- Exercise aim
Which lines of the entries contain the word "Clone"? Please list them.

┌─ Dataset content

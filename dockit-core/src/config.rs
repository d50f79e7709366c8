//! Resolved runtime configuration.
//!
//! A [`Config`] is built once at start-up from three layers, highest precedence first:
//! environment variables, the user's config file ([`FileConfig`]), built-in defaults.
//! It is then passed by reference and never mutated.

use serde::{Deserialize, Serialize};
use tracing::{debug, info};

pub const DEFAULT_BUCKET: &str = "your-default-bucket";
pub const DEFAULT_REGION: &str = "us-west-2";

pub const ENV_BUCKET: &str = "S3_BUCKET";
pub const ENV_REGION: &str = "AWS_REGION";
pub const ENV_ACCESS_KEY_ID: &str = "AWS_ACCESS_KEY_ID";
pub const ENV_SECRET_ACCESS_KEY: &str = "AWS_SECRET_ACCESS_KEY";

/// On-disk shape of `~/.dockitrc.json`. Every field is optional.
#[derive(Debug, Clone, Default, PartialEq, Eq, Serialize, Deserialize)]
#[serde(rename_all = "camelCase")]
pub struct FileConfig {
    #[serde(default, skip_serializing_if = "Option::is_none")]
    pub default_bucket: Option<String>,
    #[serde(default, skip_serializing_if = "Option::is_none")]
    pub region: Option<String>,
    #[serde(default, skip_serializing_if = "Option::is_none")]
    pub dry_run_default: Option<bool>,
    #[serde(default, skip_serializing_if = "Option::is_none")]
    pub enable_nlp_tagging: Option<bool>,
    #[serde(default, skip_serializing_if = "Option::is_none")]
    pub aws_access_key_id: Option<String>,
    #[serde(default, skip_serializing_if = "Option::is_none")]
    pub aws_secret_access_key: Option<String>,
}

impl FileConfig {
    /// The file written by `dockit config`: all defaults spelled out, credentials seeded
    /// from `env` when present.
    pub fn template<F>(env: F) -> Self
    where
        F: Fn(&str) -> Option<String>,
    {
        FileConfig {
            default_bucket: Some(DEFAULT_BUCKET.to_string()),
            region: Some(DEFAULT_REGION.to_string()),
            dry_run_default: Some(true),
            enable_nlp_tagging: Some(true),
            aws_access_key_id: Some(env(ENV_ACCESS_KEY_ID).unwrap_or_default()),
            aws_secret_access_key: Some(env(ENV_SECRET_ACCESS_KEY).unwrap_or_default()),
        }
    }
}

#[derive(Clone, PartialEq, Eq)]
pub struct Credentials {
    pub access_key_id: String,
    pub secret_access_key: String,
}

impl std::fmt::Debug for Credentials {
    fn fmt(&self, f: &mut std::fmt::Formatter<'_>) -> std::fmt::Result {
        f.debug_struct("Credentials")
            .field("access_key_id", &self.access_key_id)
            .field("secret_access_key", &"<redacted>")
            .finish()
    }
}

#[derive(Debug, Clone, PartialEq, Eq)]
pub struct Config {
    pub default_bucket: String,
    pub region: String,
    pub dry_run_default: bool,
    pub enable_nlp_tagging: bool,
    /// `None` means "use the storage client's default credential chain".
    pub credentials: Option<Credentials>,
}

impl Default for Config {
    fn default() -> Self {
        Config::resolve(FileConfig::default(), |_| None)
    }
}

fn non_empty(value: Option<String>) -> Option<String> {
    value.filter(|v| !v.trim().is_empty())
}

impl Config {
    /// Merges `file` with environment lookups from `env`. Empty strings count as unset.
    pub fn resolve<F>(file: FileConfig, env: F) -> Self
    where
        F: Fn(&str) -> Option<String>,
    {
        let pick = |var: &str, from_file: Option<String>| non_empty(env(var)).or(non_empty(from_file));

        let default_bucket =
            pick(ENV_BUCKET, file.default_bucket).unwrap_or_else(|| DEFAULT_BUCKET.to_string());
        let region = pick(ENV_REGION, file.region).unwrap_or_else(|| DEFAULT_REGION.to_string());
        let access_key_id = pick(ENV_ACCESS_KEY_ID, file.aws_access_key_id);
        let secret_access_key = pick(ENV_SECRET_ACCESS_KEY, file.aws_secret_access_key);

        let credentials = match (access_key_id, secret_access_key) {
            (Some(access_key_id), Some(secret_access_key)) => Some(Credentials {
                access_key_id,
                secret_access_key,
            }),
            _ => None,
        };

        let config = Config {
            default_bucket,
            region,
            dry_run_default: file.dry_run_default.unwrap_or(true),
            enable_nlp_tagging: file.enable_nlp_tagging.unwrap_or(true),
            credentials,
        };
        config.trace_loaded();
        config
    }

    pub fn trace_loaded(&self) {
        info!(
            bucket = %self.default_bucket,
            region = %self.region,
            dry_run_default = self.dry_run_default,
            enable_nlp_tagging = self.enable_nlp_tagging,
            static_credentials = self.credentials.is_some(),
            "Loaded Config"
        );
        debug!(?self, "Config loaded (full debug)");
    }
}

└─

- Response
#[derive(Debug, Clone, Default, PartialEq, Eq, Serialize, Deserialize)]
#[derive(Clone, PartialEq, Eq)]
#[derive(Debug, Clone, PartialEq, Eq)]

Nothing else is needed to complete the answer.